Paris attacks: Twelve suspects held overnight
Twelve suspects are being held by police in the Paris region over last week's attacks in the French capital that killed 17 people.
They are being questioned about "possible logistical support", such as weapons or vehicles, they could have given the three gunmen, police say.
Police conducted raids in five towns in the Paris region.
Last week's violence began with an attack by two gunmen on Charlie Hebdo magazine, which left 12 people dead.
A day later - on 8 January - a policewoman was shot dead by gunman Amedy Coulibaly while responding to a traffic accident in the south of Paris.
Four more people who were held hostage by Coulibaly were killed on 9 January when police stormed a kosher supermarket. Coulibaly was shot dead by police. Police also killed the two gunmen responsible for the Charlie Hebdo attack - Said and Cherif Kouachi - outside a warehouse near Paris earlier that day.
Three members of the magazine's staff were buried on Friday, including the editor Stephane Charbonnier, also known as Charb. Bagpipers played Amazing Grace at his funeral in the Pontoise district of Paris.
In the latest development, police carried out raids in the towns of Montrouge, Grigny, Chatenay-Malabry, Epinay-sur-Seine and Fleury-Merogis overnight, iTele reported.
Also on Friday, the Gare de l'Est train station in Paris was evacuated for an hour over a bomb threat, train operator SNCF told the BBC. Services resumed at 09:00 local time (08:00 GMT), SNCF said, without giving further details.

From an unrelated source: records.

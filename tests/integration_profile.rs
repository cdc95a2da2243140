mod common;

use axum::http::StatusCode;
use serde_json::json;

use common::*;

#[tokio::test]
async fn nickname_change_updates_profile_and_session() {
    let context = TestContext::new();
    let token = context.signed_in("abc", "longpass1").await;

    let response = context
        .send(post_json("/api/user/nickname", json!({ "nickname": "먹방러" }), Some(&token)))
        .await;
    assert_eq!(response.status, StatusCode::OK);
    assert_eq!(response.body, json!({ "success": true, "message": "닉네임이 변경되었습니다." }));

    let profile = context.send(get("/api/user", Some(&token))).await;
    assert_eq!(profile.body["nickname"], "먹방러");

    let check = context.send(get("/session-check", Some(&token))).await;
    assert_eq!(check.body["user"]["nickname"], "먹방러");
}

#[tokio::test]
async fn blank_nickname_is_rejected() {
    let context = TestContext::new();
    let token = context.signed_in("abc", "longpass1").await;

    for body in [json!({ "nickname": "   " }), json!({})] {
        let response = context
            .send(post_json("/api/user/nickname", body, Some(&token)))
            .await;
        assert_eq!(response.status, StatusCode::BAD_REQUEST);
        assert_eq!(response.message(), "유효한 닉네임을 입력해주세요.");
    }
}

#[tokio::test]
async fn password_change_then_login_with_the_new_one() {
    let context = TestContext::new();
    let token = context.signed_in("abc", "longpass1").await;

    let response = context
        .send(post_json(
            "/api/user/password",
            json!({ "newPassword": "newpass99", "confirmPassword": "newpass99" }),
            Some(&token),
        ))
        .await;
    assert_eq!(response.status, StatusCode::OK);
    assert_eq!(response.message(), "비밀번호가 성공적으로 변경되었습니다.");

    assert_eq!(context.login("abc", "longpass1").await.status, StatusCode::BAD_REQUEST);
    assert_eq!(context.login("abc", "newpass99").await.status, StatusCode::OK);
}

#[tokio::test]
async fn rejected_password_change_leaves_the_hash_alone() {
    let context = TestContext::new();
    let token = context.signed_in("abc", "longpass1").await;
    let before = context.users.get("abc").await.unwrap().password;

    let cases = [
        (
            json!({ "newPassword": "newpass99", "confirmPassword": "newpass98" }),
            "새 비밀번호와 비밀번호 확인이 일치하지 않습니다.",
        ),
        (
            json!({ "newPassword": "short", "confirmPassword": "short" }),
            "비밀번호는 최소 8자 이상이어야 합니다.",
        ),
        (
            json!({ "newPassword": "newpass99" }),
            "새 비밀번호와 비밀번호 확인을 모두 입력해주세요.",
        ),
    ];

    for (body, message) in cases {
        let response = context
            .send(post_json("/api/user/password", body, Some(&token)))
            .await;
        assert_eq!(response.status, StatusCode::BAD_REQUEST);
        assert_eq!(response.message(), message);
    }

    assert_eq!(context.users.get("abc").await.unwrap().password, before);
    assert_eq!(context.login("abc", "longpass1").await.status, StatusCode::OK);
}

#[tokio::test]
async fn verify_password_checks_the_stored_hash() {
    let context = TestContext::new();
    let token = context.signed_in("abc", "longpass1").await;

    let ok = context
        .send(post_json(
            "/api/user/verify-password",
            json!({ "currentPassword": "longpass1" }),
            Some(&token),
        ))
        .await;
    assert_eq!(ok.status, StatusCode::OK);
    assert_eq!(ok.body["success"], true);
    assert_eq!(ok.message(), "현재 비밀번호가 확인되었습니다.");

    let wrong = context
        .send(post_json(
            "/api/user/verify-password",
            json!({ "currentPassword": "nope-nope" }),
            Some(&token),
        ))
        .await;
    assert_eq!(wrong.status, StatusCode::BAD_REQUEST);
    assert_eq!(wrong.message(), "현재 비밀번호가 일치하지 않습니다.");

    let missing = context
        .send(post_json("/api/user/verify-password", json!({}), Some(&token)))
        .await;
    assert_eq!(missing.status, StatusCode::BAD_REQUEST);
    assert_eq!(missing.message(), "현재 비밀번호를 입력해주세요.");
}

#[tokio::test]
async fn photo_upload_stores_the_file_and_updates_the_picture() {
    let context = TestContext::new();
    let token = context.signed_in("abc", "longpass1").await;

    let response = context
        .send(post_multipart(
            "/api/user/upload-photo",
            "profilePhoto",
            "me.png",
            PNG_BYTES,
            Some(&token),
        ))
        .await;
    assert_eq!(response.status, StatusCode::OK);
    assert_eq!(response.body["success"], true);

    let photo_url = response.body["photoUrl"].as_str().unwrap().to_string();
    assert!(photo_url.starts_with("/uploads/"));
    assert!(photo_url.ends_with("-me.png"));

    let file_name = photo_url.trim_start_matches("/uploads/");
    let stored = std::fs::read(context.upload_dir.path().join(file_name)).unwrap();
    assert_eq!(stored, PNG_BYTES);

    let profile = context.send(get("/api/user", Some(&token))).await;
    assert_eq!(profile.body["picture"], photo_url.as_str());

    // Served back under the public prefix.
    let served = context.app.clone();
    let fetched = send(&served, get(&photo_url, None)).await;
    assert_eq!(fetched.status, StatusCode::OK);
}

#[tokio::test]
async fn photo_upload_without_the_file_field_fails() {
    let context = TestContext::new();
    let token = context.signed_in("abc", "longpass1").await;

    let response = context
        .send(post_multipart(
            "/api/user/upload-photo",
            "somethingElse",
            "me.png",
            PNG_BYTES,
            Some(&token),
        ))
        .await;
    assert_eq!(response.status, StatusCode::BAD_REQUEST);
    assert_eq!(response.message(), "파일 업로드에 실패했습니다.");
}

#[tokio::test]
async fn photo_upload_with_a_json_body_fails_with_a_message() {
    let context = TestContext::new();
    let token = context.signed_in("abc", "longpass1").await;

    let response = context
        .send(post_json(
            "/api/user/upload-photo",
            json!({ "profilePhoto": "me.png" }),
            Some(&token),
        ))
        .await;
    assert_eq!(response.status, StatusCode::BAD_REQUEST);
    assert_eq!(response.message(), "파일 업로드에 실패했습니다.");
}

#[tokio::test]
async fn photo_upload_over_the_body_limit_reports_the_size() {
    let context = TestContext::new();
    let token = context.signed_in("abc", "longpass1").await;

    // The context caps uploads at 1 MiB.
    let mut content = PNG_BYTES.to_vec();
    content.resize(1024 * 1024 + 200 * 1024, 0);

    let response = context
        .send(post_multipart(
            "/api/user/upload-photo",
            "profilePhoto",
            "big.png",
            &content,
            Some(&token),
        ))
        .await;
    assert_eq!(response.status, StatusCode::BAD_REQUEST);
    assert_eq!(response.message(), "파일 크기가 너무 큽니다.");
    assert!(context.users.get("abc").await.unwrap().picture.is_none());
}

#[tokio::test]
async fn photo_upload_just_over_the_cap_reports_the_size() {
    let context = TestContext::new();
    let token = context.signed_in("abc", "longpass1").await;

    let mut content = PNG_BYTES.to_vec();
    content.resize(1024 * 1024 + 1, 0);

    let response = context
        .send(post_multipart(
            "/api/user/upload-photo",
            "profilePhoto",
            "big.png",
            &content,
            Some(&token),
        ))
        .await;
    assert_eq!(response.status, StatusCode::BAD_REQUEST);
    assert_eq!(response.message(), "파일 크기가 너무 큽니다.");
}

#[tokio::test]
async fn photo_upload_rejects_non_images() {
    let context = TestContext::new();
    let token = context.signed_in("abc", "longpass1").await;

    let response = context
        .send(post_multipart(
            "/api/user/upload-photo",
            "profilePhoto",
            "evil.png",
            b"#!/bin/sh\necho pwned\n",
            Some(&token),
        ))
        .await;
    assert_eq!(response.status, StatusCode::BAD_REQUEST);
    assert_eq!(
        response.message(),
        "이미지 파일(JPEG, PNG, GIF, WEBP)만 업로드할 수 있습니다."
    );
    assert!(context.users.get("abc").await.unwrap().picture.is_none());
    assert_eq!(std::fs::read_dir(context.upload_dir.path()).unwrap().count(), 0);
}

#[tokio::test]
async fn delete_user_removes_the_row_and_every_session() {
    let context = TestContext::new();
    let token = context.signed_in("abc", "longpass1").await;
    let other_device = context.login("abc", "longpass1").await.session_cookie.unwrap();

    let response = context.send(delete("/api/delete-user", Some(&token))).await;
    assert_eq!(response.status, StatusCode::OK);
    assert_eq!(response.message(), "회원탈퇴가 완료되었습니다.");
    assert!(response.set_cookie.unwrap().contains("Max-Age=0"));

    assert!(context.users.get("abc").await.is_none());
    assert_eq!(context.send(get("/api/user", Some(&token))).await.status, StatusCode::UNAUTHORIZED);
    assert_eq!(
        context.send(get("/api/user", Some(&other_device))).await.status,
        StatusCode::UNAUTHORIZED
    );
    assert_eq!(context.login("abc", "longpass1").await.status, StatusCode::BAD_REQUEST);
    assert_eq!(context.sessions.len().await, 0);
}

#[tokio::test]
async fn profile_of_a_vanished_row_is_404() {
    let context = TestContext::new();
    let token = context.signed_in("abc", "longpass1").await;
    let other_device = context.login("abc", "longpass1").await.session_cookie.unwrap();

    // Row removed behind the session's back, session kept.
    use matjip::repositories::user::UserRepository;
    context.users.delete("abc").await.unwrap();

    let profile = context.send(get("/api/user", Some(&other_device))).await;
    assert_eq!(profile.status, StatusCode::NOT_FOUND);
    assert_eq!(profile.message(), "사용자를 찾을 수 없습니다.");

    let delete_again = context.send(delete("/api/delete-user", Some(&token))).await;
    assert_eq!(delete_again.status, StatusCode::NOT_FOUND);
}
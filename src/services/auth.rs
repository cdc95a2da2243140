use chrono::Utc;

use crate::crypto::{password, token};
use crate::error::{AppError, Result};
use crate::models::session::{Session, SessionUser};
use crate::models::user::NewUser;
use crate::state::AppState;

/// Shared answer for an unknown id and a wrong password.
pub const INVALID_CREDENTIALS_MESSAGE: &str = "아이디 또는 비밀번호가 일치하지 않습니다.";

/// Creates a new user with a hashed password.
///
/// Id and email uniqueness is left to the store's constraints; a violation
/// comes back as `AppError::Conflict`.
pub async fn create_user(
    state: &AppState,
    user_id: String,
    username: String,
    nickname: Option<String>,
    email: String,
    password: String,
) -> Result<()> {
    tracing::debug!("🔐 Creating user: {}", user_id);
    let password_hash = password::hash_password_blocking(password).await?;

    state
        .users
        .insert(NewUser {
            user_id: user_id.clone(),
            username,
            nickname,
            email,
            password_hash,
        })
        .await
        .map_err(|e| match e {
            AppError::Conflict(_) => e,
            other => {
                tracing::error!("Signup insert failed for {}: {}", user_id, other);
                AppError::Failure("회원가입 실패.")
            }
        })?;

    tracing::info!("✅ User created: {}", user_id);
    Ok(())
}

/// Authenticates a user.
///
/// Unknown ids and wrong passwords fail with the same message.
///
/// # Returns
///
/// A `Result` containing the snapshot to store in the session.
pub async fn authenticate_user(
    state: &AppState,
    user_id: &str,
    password: String,
) -> Result<SessionUser> {
    tracing::debug!("🔐 Authenticating user: {}", user_id);

    let user = state
        .users
        .find_by_id(user_id)
        .await?
        .ok_or_else(|| AppError::Authentication(INVALID_CREDENTIALS_MESSAGE.to_string()))?;

    if !password::verify_password_blocking(password, user.password.clone()).await? {
        return Err(AppError::Authentication(
            INVALID_CREDENTIALS_MESSAGE.to_string(),
        ));
    }

    tracing::info!("✅ User authenticated: {}", user.user_id);

    Ok(SessionUser {
        id: user.user_id,
        username: user.username,
        nickname: user.nickname,
    })
}

/// Starts a session for `user` and returns its token.
pub async fn open_session(state: &AppState, user: SessionUser) -> Result<String> {
    let token = token::generate_session_token();
    let now = Utc::now();
    let session = Session {
        user,
        created_at: now,
        expires_at: now + chrono::Duration::days(state.config.session_duration_days),
    };

    state
        .sessions
        .put(&token, &session, state.config.session_ttl_secs())
        .await?;

    tracing::info!("✅ Session opened for user: {}", session.user.id);
    Ok(token)
}

/// Sets a user's password to the hash of `new_password`.
///
/// # Returns
///
/// The number of rows updated.
pub async fn set_password(state: &AppState, user_id: &str, new_password: String) -> Result<u64> {
    tracing::info!("🔑 Changing password for user: {}", user_id);

    let hashed = password::hash_password_blocking(new_password).await?;
    let updated = state.users.update_password(user_id, &hashed).await?;

    tracing::info!("✅ Password changed for user: {} ({} row)", user_id, updated);
    Ok(updated)
}

/// Checks `current_password` against the stored hash.
pub async fn verify_current_password(
    state: &AppState,
    user_id: &str,
    current_password: String,
) -> Result<()> {
    let hash = state
        .users
        .password_hash(user_id)
        .await?
        .ok_or_else(|| AppError::NotFound("사용자를 찾을 수 없습니다.".to_string()))?;

    if !password::verify_password_blocking(current_password, hash).await? {
        return Err(AppError::Authentication(
            "현재 비밀번호가 일치하지 않습니다.".to_string(),
        ));
    }

    Ok(())
}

French authorities say that about 120,000 police and soldiers are now mobilised across France and that anti-terror plans remain in place.
Analysis: Gordon Corera, BBC security correspondent
European security services and police are bound to be nervous at the moment. Arrests and raids have been taking place in a number of countries. There is no sign of a direct connection between the different cells and individuals being targeted but the fear may well be that jihadists accelerate existing plans or decide to carry out an attack in the wake of events in Paris and Belgium.
The fact that there is no connection can make it harder to track those who may pose a threat since it may range from those who have returned from Iraq and Syria to lone, self-starting actors who are merely inspired by recent events.
There is the added complication of al-Qaeda in the Arabian Peninsula seeming to be behind the Charlie Hebdo attack, meaning those with links to Yemen may also need to be watched more closely. All of this means that the authorities will be doing what they can to work out which targets they need to prioritise and hoping they do not miss anything.
Prime Minister Manuel Valls said on Friday that France and Belgium were facing the same threats, but added that there were no links between the events in France and Belgium's anti-terror raid on Thursday.
Spain has also launched an inquiry after it was revealed that one of the Paris gunmen, Amedy Coulibaly, had visited Madrid days before the attacks.
'Pain and horror'
US Secretary of State John Kerry is in Paris to pay tribute to those killed in the attacks.
He hugged French President Francois Hollande, saying: "We share the pain and the horror of everything that you went through."
Mr Hollande said: "You've been victims yourself of an exceptional terrorist attack on September 11 . You know what it means for a country."
"We must find together appropriate responses," Mr Hollande added.
Mr Kerry laid wreaths outside the Jewish supermarket and the Charlie Hebdo offices.
Later on Friday, he will meet Paris mayor Anne Hidalgo for a remembrance ceremony.
The White House had admitted an error in not sending a higher-profile representative to last Sunday's unity march in Paris, which was attended by more than 40 world leaders. The US ambassador to France attended.
French Foreign Minister Laurent Fabius said that Mr Kerry had "apologised" for missing the unity march, AFP reported.
Mr Kerry said that he had been unable to attend because he was visiting Bulgaria and India at the time.
Meanwhile, German police say they have arrested two men following raids early on Friday.
One of the men was suspected of leading an extremist group of Turkish and Russian nationals, police added.
The group was suspected of "preparing a serious act of violence against the state in Syria", police said, but there was "no indication that the group was preparing attacks inside Germany".
Some 250 officers were involved in the raids on 11 properties, the BBC's Jenny Hill in Berlin reports.